Banyak hal yang kami evaluasi, terutama tentang pola pendampingan dalam kelompok minat. Ada keinginan kelompok minat ini bisa dikembangkan untuk mematangkan potensi atau bakat anak, sehingga dapat mereka manfaatkan setelah mereka bebas nanti. Untuk mendukung keinginan tadi, perlu dibangun jaringan dan kerjasama dengan institusi lain yang concern pada pengembangan keterampilan-keterampilan tertentu.
Namun, sepertinya keinginan dan cita-cita kami tadi akan mendapat halangan yang cukup besar.

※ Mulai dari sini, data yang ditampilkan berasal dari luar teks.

use std::time::Duration;

/// How long a remote fetch may take before it is abandoned.
pub const HTTP_TIMEOUT: Duration = Duration::from_secs(60);

/// The media types offered to servers, most preferred first.
pub const ACCEPT_HEADER: &str =
    "application/rdf+xml, text/turtle;q=0.9, application/x-turtle;q=0.9, text/html;q=0.5, */*;q=0.1";

/// Holds the configuration of the [`HttpFetcher`](crate::HttpFetcher).
#[derive(Debug, Clone, PartialEq, Eq)]
pub struct LoaderConfig {
    /// Upper bound for a single remote fetch, connection and body included.
    pub timeout: Duration,
    /// The `User-Agent` sent with every request.
    pub user_agent: String,
}

impl Default for LoaderConfig {
    fn default() -> Self {
        Self {
            timeout: HTTP_TIMEOUT,
            user_agent: format!(
                "{}/{}",
                env!("CARGO_PKG_NAME"),
                env!("CARGO_PKG_VERSION")
            ),
        }
    }
}

impl LoaderConfig {
    #[must_use]
    pub fn with_timeout(mut self, timeout: Duration) -> Self {
        self.timeout = timeout;
        self
    }
}
//! The `sparql` request: sources are loaded into a model, then the prepared query runs on it.

use crate::error::{RdfMagicError, UsageError};
use crate::fetch::Fetch;
use crate::loader::Loader;
use crate::model::Model;
use crate::namespaces::NamespaceRegistry;
use crate::query::{extract_froms, prepare_query};
use crate::source::{resolve_sources, SourceArg, VariableLookup};
use crate::table::Table;

/// A query together with the data it should run against.
#[derive(Debug, Clone)]
pub struct SparqlRequest {
    query: String,
    sources: Vec<SourceArg>,
    model: Option<Model>,
}

impl SparqlRequest {
    pub fn new(query: impl Into<String>) -> Self {
        Self {
            query: query.into(),
            sources: Vec::new(),
            model: None,
        }
    }

    /// Adds a source that is loaded after those named by `FROM` clauses.
    #[must_use]
    pub fn with_source(mut self, source: SourceArg) -> Self {
        self.sources.push(source);
        self
    }

    /// Runs the query against `model` instead of a fresh scratch model.
    #[must_use]
    pub fn with_model(mut self, model: Model) -> Self {
        self.model = Some(model);
        self
    }

    /// Executes the request.
    ///
    /// The `FROM <uri>` clauses of the query are extracted and loaded first, then the explicit
    /// sources, in order. The registry prefixes are prepended to what is left of the query.
    /// Fails with a [`UsageError`] when there is neither a model nor any source.
    pub fn execute<F: Fetch>(
        self,
        registry: &NamespaceRegistry,
        loader: &Loader<F>,
        variables: &impl VariableLookup,
    ) -> Result<Table, RdfMagicError> {
        let (froms, body) = extract_froms(&self.query);
        let mut locators = Vec::new();
        for source in froms
            .into_iter()
            .map(SourceArg::Literal)
            .chain(self.sources)
        {
            locators.extend(resolve_sources(&source, variables)?);
        }

        let model = match self.model {
            Some(model) => model,
            None if locators.is_empty() => {
                return Err(
                    UsageError("Please specify a source to query against.".to_owned()).into(),
                )
            }
            None => Model::new()?,
        };
        loader.load_all(&model, &locators)?;

        let query = prepare_query(registry, &body);
        tracing::debug!(%query, "Executing query");
        Ok(Table::from_results(model.execute_query(&query)?)?)
    }
}

#[cfg(test)]
mod tests {
    use super::*;
    use crate::config::LoaderConfig;
    use crate::error::SourceError;
    use crate::format::ParserName;
    use crate::source::{Locator, NoVariables, SourceValue};
    use assert_fs::prelude::*;
    use assert_fs::NamedTempFile;
    use std::collections::HashMap;

    const DATA: &str = "@prefix ex: <http://example.org/> .\nex:a a ex:Person .\nex:b a ex:Person .\n";

    fn data_file() -> NamedTempFile {
        let file = NamedTempFile::new("people.ttl").unwrap();
        file.write_str(DATA).unwrap();
        file
    }

    fn loader() -> Loader {
        Loader::new(&LoaderConfig::default()).unwrap()
    }

    #[test]
    fn missing_sources_are_a_usage_error() {
        let err = SparqlRequest::new("SELECT * WHERE { ?s ?p ?o }")
            .execute(&NamespaceRegistry::default(), &loader(), &NoVariables)
            .unwrap_err();
        assert!(matches!(err, RdfMagicError::Usage(_)));
    }

    #[test]
    fn registry_prefixes_are_available_to_the_query() {
        let model = Model::new().unwrap();
        model
            .parse(DATA.as_bytes(), ParserName::Turtle, "http://example.org/")
            .unwrap();
        let table = SparqlRequest::new("SELECT ?s WHERE { ?s rdf:type ?type }")
            .with_model(model)
            .execute(&NamespaceRegistry::default(), &loader(), &NoVariables)
            .unwrap();
        assert_eq!(table.len(), 2);
    }

    #[test]
    fn from_clauses_are_loaded_into_the_scratch_model() {
        let file = data_file();
        let locator = Locator::from_path(file.path()).unwrap();
        let table = SparqlRequest::new(format!(
            "SELECT ?s FROM <{locator}> WHERE {{ ?s ?p ?o }}"
        ))
        .execute(&NamespaceRegistry::default(), &loader(), &NoVariables)
        .unwrap();
        assert_eq!(table.len(), 2);
    }

    #[test]
    fn source_variables_are_resolved() {
        let file = data_file();
        let variables = HashMap::from([(
            "people".to_owned(),
            SourceValue::from(file.path().display().to_string()),
        )]);
        let model = Model::new().unwrap();
        let table = SparqlRequest::new("SELECT ?s WHERE { ?s ?p ?o }")
            .with_source(SourceArg::VariableRef("people".to_owned()))
            .with_model(model.clone())
            .execute(&NamespaceRegistry::default(), &loader(), &variables)
            .unwrap();
        assert_eq!(table.len(), 2);
        assert_eq!(model.len().unwrap(), 2);
    }

    #[test]
    fn variables_without_sources_fail() {
        struct Tables;

        impl VariableLookup for Tables {
            fn lookup_source(&self, name: &str) -> Result<Option<SourceValue>, SourceError> {
                Err(SourceError::NotASource(name.to_owned()))
            }
        }

        let err = SparqlRequest::new("SELECT * WHERE { ?s ?p ?o }")
            .with_source(SourceArg::VariableRef("results".to_owned()))
            .execute(&NamespaceRegistry::default(), &loader(), &Tables)
            .unwrap_err();
        assert!(matches!(err, RdfMagicError::Source(SourceError::NotASource(name)) if name == "results"));
    }
}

Halangan ini banyak muncul dari prosedur dan birokrasi pihak Rutan. Selain itu, kami pun masih harus dihadapkan dengan suatu pandangan bahwa anak-anak yang menjadi tahanan harus menurut dan patuh layaknya tahanan-tahanan dewasa. Kepatuhan ini seringkali diwujudkan dengan beberapa larangan dan batasan, seperti, anak-anak tidak diperbolehkan untuk berisik, terlalu banyak bergerak dan lain-lain. Hal ini dibuktikan dengan keluhan pihak rutan terhadap aktivitas anak-anak Musik yang menurut mereka dianggap berisik dan mengganggu.

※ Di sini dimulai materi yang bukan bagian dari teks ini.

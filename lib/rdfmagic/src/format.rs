//! Selection of the RDF parser for a document.
//!
//! The decision is made from the declared content type and the locator path alone. Only the
//! best-effort [`ParserName::Guess`] parser looks at the bytes, when it is resolved to a concrete
//! syntax right before parsing.

use crate::error::UnknownFormatError;
use oxigraph::io::RdfFormat;
use std::ffi::OsStr;
use std::fmt;
use std::path::Path;
use std::str::FromStr;

/// The closed set of parsers a document can be handed to.
#[derive(Debug, Clone, Copy, PartialEq, Eq, Hash)]
pub enum ParserName {
    /// [RDF/XML](https://www.w3.org/TR/rdf-syntax-grammar/)
    RdfXml,
    /// [Turtle](https://www.w3.org/TR/turtle/)
    Turtle,
    /// [RDFa](https://www.w3.org/TR/rdfa-core/) embedded in HTML
    Rdfa,
    /// Auto-detection of the syntax from the content.
    Guess,
}

impl ParserName {
    /// The short name of the parser, e.g. `rdfxml`.
    pub const fn name(self) -> &'static str {
        match self {
            Self::RdfXml => "rdfxml",
            Self::Turtle => "turtle",
            Self::Rdfa => "rdfa",
            Self::Guess => "guess",
        }
    }

    /// The concrete syntax this parser reads, if it is one the store can handle.
    pub const fn rdf_format(self) -> Option<RdfFormat> {
        match self {
            Self::RdfXml => Some(RdfFormat::RdfXml),
            Self::Turtle => Some(RdfFormat::Turtle),
            Self::Rdfa | Self::Guess => None,
        }
    }

    /// Replaces [`ParserName::Guess`] by the parser the content looks like it needs.
    #[must_use]
    pub fn resolve(self, data: &[u8]) -> Self {
        match self {
            Self::Guess => sniff_content(data),
            other => other,
        }
    }
}

impl fmt::Display for ParserName {
    fn fmt(&self, f: &mut fmt::Formatter<'_>) -> fmt::Result {
        f.write_str(self.name())
    }
}

impl FromStr for ParserName {
    type Err = UnknownFormatError;

    fn from_str(name: &str) -> Result<Self, Self::Err> {
        match name.to_ascii_lowercase().as_str() {
            "rdfxml" | "rdf+xml" | "xml" | "rdf" => Ok(Self::RdfXml),
            "turtle" | "ttl" => Ok(Self::Turtle),
            "rdfa" | "html" => Ok(Self::Rdfa),
            "guess" => Ok(Self::Guess),
            _ => Err(UnknownFormatError(name.to_owned())),
        }
    }
}

/// Picks the parser for a document from its declared content type and its locator path.
///
/// A missing or `text/plain` content type defers to the file extension of `locator`. Any other
/// content type is matched by prefix; unknown types select [`ParserName::Guess`] without looking
/// at the extension.
///
/// ```
/// use rdfmagic::{guess_parser_name, ParserName};
///
/// assert_eq!(guess_parser_name(None, "diane.ttl"), ParserName::Turtle);
/// assert_eq!(guess_parser_name(Some("application/rdf+xml"), "foo"), ParserName::RdfXml);
/// assert_eq!(guess_parser_name(Some("image/jpg"), "http://example.org/f.ttl"), ParserName::Guess);
/// ```
pub fn guess_parser_name(content_type: Option<&str>, locator: &str) -> ParserName {
    let Some(content_type) = content_type.map(|t| t.trim().to_ascii_lowercase()) else {
        return guess_parser_name_by_extension(locator);
    };
    if content_type.is_empty() || content_type.starts_with("text/plain") {
        guess_parser_name_by_extension(locator)
    } else if content_type.starts_with("application/rdf+xml") {
        ParserName::RdfXml
    } else if content_type.starts_with("application/x-turtle")
        || content_type.starts_with("text/turtle")
    {
        ParserName::Turtle
    } else if content_type.starts_with("text/html") {
        ParserName::Rdfa
    } else {
        ParserName::Guess
    }
}

/// Picks the parser for a document from the extension of its path.
pub fn guess_parser_name_by_extension(path: &str) -> ParserName {
    let extension = Path::new(path)
        .extension()
        .and_then(OsStr::to_str)
        .map(str::to_ascii_lowercase);
    match extension.as_deref() {
        Some("xml" | "rdf") => ParserName::RdfXml,
        Some("html" | "xhtml") => ParserName::Rdfa,
        Some("turtle" | "ttl") => ParserName::Turtle,
        _ => ParserName::Guess,
    }
}

/// Looks at the start of a document to decide which concrete parser it needs.
///
/// XML documents go to RDF/XML unless their root is HTML, HTML goes to RDFa, and everything
/// else is read as Turtle, which also covers N-Triples.
pub fn sniff_content(data: &[u8]) -> ParserName {
    let data = data.strip_prefix(b"\xEF\xBB\xBF").unwrap_or(data);
    let start = data
        .iter()
        .position(|b| !b.is_ascii_whitespace())
        .unwrap_or(data.len());
    let head = data[start..]
        .iter()
        .take(512)
        .map(u8::to_ascii_lowercase)
        .collect::<Vec<_>>();

    if head.starts_with(b"<?xml") {
        if head.windows(5).any(|window| window == b"<html") {
            ParserName::Rdfa
        } else {
            ParserName::RdfXml
        }
    } else if head.starts_with(b"<rdf:rdf") {
        ParserName::RdfXml
    } else if head.starts_with(b"<!doctype html") || head.starts_with(b"<html") {
        ParserName::Rdfa
    } else {
        ParserName::Turtle
    }
}

#[cfg(test)]
mod tests {
    use super::*;

    #[test]
    fn extension_lookup_without_content_type() {
        assert_eq!(guess_parser_name(None, "diane.ttl"), ParserName::Turtle);
        assert_eq!(guess_parser_name(None, "diane.turtle"), ParserName::Turtle);
        assert_eq!(guess_parser_name(None, "diane.html"), ParserName::Rdfa);
        assert_eq!(guess_parser_name(None, "/tmp/diane.xhtml"), ParserName::Rdfa);
        assert_eq!(guess_parser_name(None, "/tmp/diane.rdf"), ParserName::RdfXml);
        assert_eq!(guess_parser_name(None, "diane.xml"), ParserName::RdfXml);
        assert_eq!(guess_parser_name(None, "diane.nt"), ParserName::Guess);
        assert_eq!(guess_parser_name(None, "diane"), ParserName::Guess);
    }

    #[test]
    fn plain_text_defers_to_extension() {
        assert_eq!(
            guess_parser_name(Some("text/plain; charset=utf-8"), "/data/diane.ttl"),
            ParserName::Turtle
        );
        assert_eq!(guess_parser_name(Some("text/plain"), "/data/diane"), ParserName::Guess);
    }

    #[test]
    fn declared_content_type_wins() {
        assert_eq!(
            guess_parser_name(Some("application/rdf+xml"), "foo"),
            ParserName::RdfXml
        );
        assert_eq!(
            guess_parser_name(Some("application/rdf+xml; charset=utf-8"), "foo.ttl"),
            ParserName::RdfXml
        );
        assert_eq!(
            guess_parser_name(Some("application/x-turtle"), "foo.rdf"),
            ParserName::Turtle
        );
        assert_eq!(guess_parser_name(Some("text/turtle"), "foo"), ParserName::Turtle);
        assert_eq!(guess_parser_name(Some("Text/HTML"), "foo"), ParserName::Rdfa);
    }

    #[test]
    fn unknown_content_type_falls_back_to_guess() {
        assert_eq!(
            guess_parser_name(Some("image/jpg"), "http://example.org/f.ttl"),
            ParserName::Guess
        );
    }

    #[test]
    fn sniffing_picks_a_concrete_parser() {
        assert_eq!(
            sniff_content(b"\xEF\xBB\xBF  <?xml version=\"1.0\"?>\n<rdf:RDF/>"),
            ParserName::RdfXml
        );
        assert_eq!(sniff_content(b"<rdf:RDF xmlns:rdf=\"...\"/>"), ParserName::RdfXml);
        assert_eq!(sniff_content(b"<!DOCTYPE html><html></html>"), ParserName::Rdfa);
        assert_eq!(
            sniff_content(b"<?xml version=\"1.0\"?><html xmlns=\"http://www.w3.org/1999/xhtml\"/>"),
            ParserName::Rdfa
        );
        assert_eq!(
            sniff_content(b"<http://a.example/s> <http://a.example/p> \"o\" ."),
            ParserName::Turtle
        );
        assert_eq!(sniff_content(b""), ParserName::Turtle);
        assert_eq!(ParserName::Turtle.resolve(b"<?xml"), ParserName::Turtle);
    }

    #[test]
    fn names_round_trip() {
        for parser in [
            ParserName::RdfXml,
            ParserName::Turtle,
            ParserName::Rdfa,
            ParserName::Guess,
        ] {
            assert_eq!(parser.name().parse::<ParserName>().unwrap(), parser);
        }
        assert!("jpeg".parse::<ParserName>().is_err());
    }
}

Kegiatan evaluasi ini pun kami gunakan untuk kembali membuka dan membaca lembaran-lembaran Ular-Tangga yang merupakan sarana evaluasi kegiatan bersama anak-anak pada pendampingan seminggu yang lalu. Ular-Tangga yang terdiri dari lima baris dan lima kolom ini menceritakan pandangan dan perasaan anak-anak ketika awal masuk Rutan, awal, selama dan setelah mengikuti kegiatan pendampingan. Melalui media Ular-Tangga ini anak-anak menilai bahwa kegiatan pendampingan yang kami lakukan sangat bermanfaat bagi mereka. Di samping menjadi wahana belajar, pendampingan ini pun menjadi wahana untuk mereka berekspresi, mengembangkan bakat dan membangun kebersamaan di antara mereka. Kegiatan pendampingan pun dapat menjadi wahana hiburan dan tempat mereka berbagi cerita.

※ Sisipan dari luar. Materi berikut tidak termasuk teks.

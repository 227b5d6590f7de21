#![doc = include_str!("../README.md")]
#![doc(test(attr(deny(warnings))))]

mod config;
pub mod error;
mod fetch;
mod format;
mod loader;
mod model;
mod namespaces;
mod pipeline;
mod query;
mod source;
mod table;

pub use config::{LoaderConfig, ACCEPT_HEADER, HTTP_TIMEOUT};
pub use fetch::{Fetch, FetchResponse, HttpFetcher};
pub use format::{guess_parser_name, guess_parser_name_by_extension, sniff_content, ParserName};
pub use loader::Loader;
pub use model::Model;
pub use namespaces::{NamespaceRegistry, DEFAULT_NAMESPACES};
pub use pipeline::SparqlRequest;
pub use query::{extract_froms, prepare_query};
pub use source::{resolve_sources, Locator, NoVariables, SourceArg, SourceValue, VariableLookup};
pub use table::{render_term_markup, render_term_text, Row, Table};

pub mod rdf {
    pub use oxigraph::model::{Literal, NamedNode, Term, Variable};
}
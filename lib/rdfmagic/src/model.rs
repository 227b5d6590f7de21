use crate::error::{LoaderError, QueryError, SerializerError};
use crate::format::ParserName;
use oxigraph::io::RdfParser;
use oxigraph::model::GraphNameRef;
use oxigraph::sparql::QueryResults;
use oxigraph::store::{StorageError, Store};
use std::fmt;
use std::io::Write;

/// A mutable collection of triples that can be queried with SPARQL.
///
/// Cloning a [`Model`] creates another handle to the same triples, which is how a model bound
/// to a shell variable is shared with the loader. No handle has exclusive access.
///
/// ```
/// use rdfmagic::{Model, ParserName};
/// use oxigraph::sparql::QueryResults;
///
/// let model = Model::new()?;
/// assert_eq!(model.parse(b"<s> <p> <o> .", ParserName::Turtle, "http://example.com/")?, 1);
/// assert_eq!(model.len()?, 1);
/// assert!(matches!(
///     model.execute_query("ASK { <http://example.com/s> ?p ?o }")?,
///     QueryResults::Boolean(true)
/// ));
/// # Result::<_, Box<dyn std::error::Error>>::Ok(())
/// ```
#[derive(Clone)]
pub struct Model {
    store: Store,
}

impl Model {
    /// Creates a fresh, empty in-memory model.
    pub fn new() -> Result<Self, StorageError> {
        Ok(Self {
            store: Store::new()?,
        })
    }

    /// Wraps an existing store.
    pub fn from_store(store: Store) -> Self {
        Self { store }
    }

    pub fn store(&self) -> &Store {
        &self.store
    }

    /// Parses `data` with the given parser and adds the resulting triples to the model.
    ///
    /// Relative IRIs in the document are resolved against `base_iri`. Existing triples are
    /// kept. Returns the number of triples the document held; nothing is added when the
    /// document is malformed.
    pub fn parse(
        &self,
        data: &[u8],
        parser: ParserName,
        base_iri: &str,
    ) -> Result<usize, LoaderError> {
        let resolved = parser.resolve(data);
        if resolved != parser {
            tracing::debug!(parser = %resolved, base_iri, "Guessed parser from content");
        }
        let format = resolved
            .rdf_format()
            .ok_or(LoaderError::UnsupportedFormat(resolved))?;
        let quads = RdfParser::from_format(format)
            .with_base_iri(base_iri)
            .map_err(|error| LoaderError::InvalidBaseIri {
                iri: base_iri.to_owned(),
                error,
            })?
            .for_reader(data)
            .collect::<Result<Vec<_>, _>>()?;
        let count = quads.len();
        self.store.extend(quads)?;
        Ok(count)
    }

    /// Evaluates a SPARQL query against the model.
    pub fn execute_query(&self, query: &str) -> Result<QueryResults, QueryError> {
        Ok(self.store.query(query)?)
    }

    /// Writes the triples of the model to `writer` in the given format.
    pub fn serialize<W: Write>(&self, format: ParserName, writer: W) -> Result<W, SerializerError> {
        let rdf_format = format
            .rdf_format()
            .ok_or(SerializerError::UnsupportedFormat(format))?;
        Ok(self
            .store
            .dump_graph_to_writer(GraphNameRef::DefaultGraph, rdf_format, writer)?)
    }

    /// The number of triples in the model.
    pub fn len(&self) -> Result<usize, StorageError> {
        self.store.len()
    }

    pub fn is_empty(&self) -> Result<bool, StorageError> {
        self.store.is_empty()
    }
}

impl fmt::Debug for Model {
    fn fmt(&self, f: &mut fmt::Formatter<'_>) -> fmt::Result {
        f.debug_struct("Model").finish_non_exhaustive()
    }
}
//! The transport used to retrieve remote documents.

use crate::config::{LoaderConfig, ACCEPT_HEADER};
use crate::error::LoaderError;
use reqwest::blocking::Client;
use reqwest::header::{HeaderMap, HeaderValue, ACCEPT, CONTENT_TYPE};
use std::io::Read;
use url::Url;

/// The answer of a [`Fetch`] implementation.
pub struct FetchResponse {
    /// The HTTP status code.
    pub status: u16,
    /// The declared `Content-Type`, if any.
    pub content_type: Option<String>,
    /// The response body, read by the loader exactly once.
    pub body: Box<dyn Read>,
}

impl FetchResponse {
    pub fn is_success(&self) -> bool {
        (200..300).contains(&self.status)
    }
}

/// Retrieves remote documents.
///
/// A non-success status is not an error at this level; the loader decides what to do with it.
pub trait Fetch {
    fn fetch(&self, url: &Url) -> Result<FetchResponse, LoaderError>;
}

/// Fetches `http:` and `https:` URLs with a blocking client.
#[derive(Debug, Clone)]
pub struct HttpFetcher {
    client: Client,
}

impl HttpFetcher {
    pub fn new(config: &LoaderConfig) -> Result<Self, LoaderError> {
        let mut headers = HeaderMap::new();
        headers.insert(ACCEPT, HeaderValue::from_static(ACCEPT_HEADER));
        let client = Client::builder()
            .default_headers(headers)
            .user_agent(config.user_agent.clone())
            .timeout(config.timeout)
            .build()
            .map_err(|error| LoaderError::Transport {
                locator: String::new(),
                source: error.into(),
            })?;
        Ok(Self { client })
    }
}

impl Fetch for HttpFetcher {
    fn fetch(&self, url: &Url) -> Result<FetchResponse, LoaderError> {
        tracing::debug!(%url, "Make GET-request");
        let response = self
            .client
            .get(url.clone())
            .send()
            .map_err(|error| LoaderError::Transport {
                locator: url.to_string(),
                source: error.into(),
            })?;
        let content_type = response
            .headers()
            .get(CONTENT_TYPE)
            .and_then(|value| value.to_str().ok())
            .map(str::to_owned);
        Ok(FetchResponse {
            status: response.status().as_u16(),
            content_type,
            body: Box::new(response),
        })
    }
}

Meskipun proses pendampingan ini selalu dihadapkan dengan segala keterbatasan, tetapi hal ini tidak membendung luapan kreativitas anak yang terus-menerus muncul di setiap kegiatan pendampingan. Salah satu buktinya adalah apa yang diceritakan oleh Dhika dan Bram. Ketika anak-anak diminta untuk membuat satu puisi atau lirik lagu, ternyata mereka membuat dua puisi bahkan lebih. Belum lagi energi kreasi anak-anak Kriya yang tak pernah habis, dan semangat anak-anak Drama yang tak pernah padam. Melihat kenyataan seperti ini, kami semakin terpacu untuk terus-menerus menyalakan energi kreativitas anak-anak ini.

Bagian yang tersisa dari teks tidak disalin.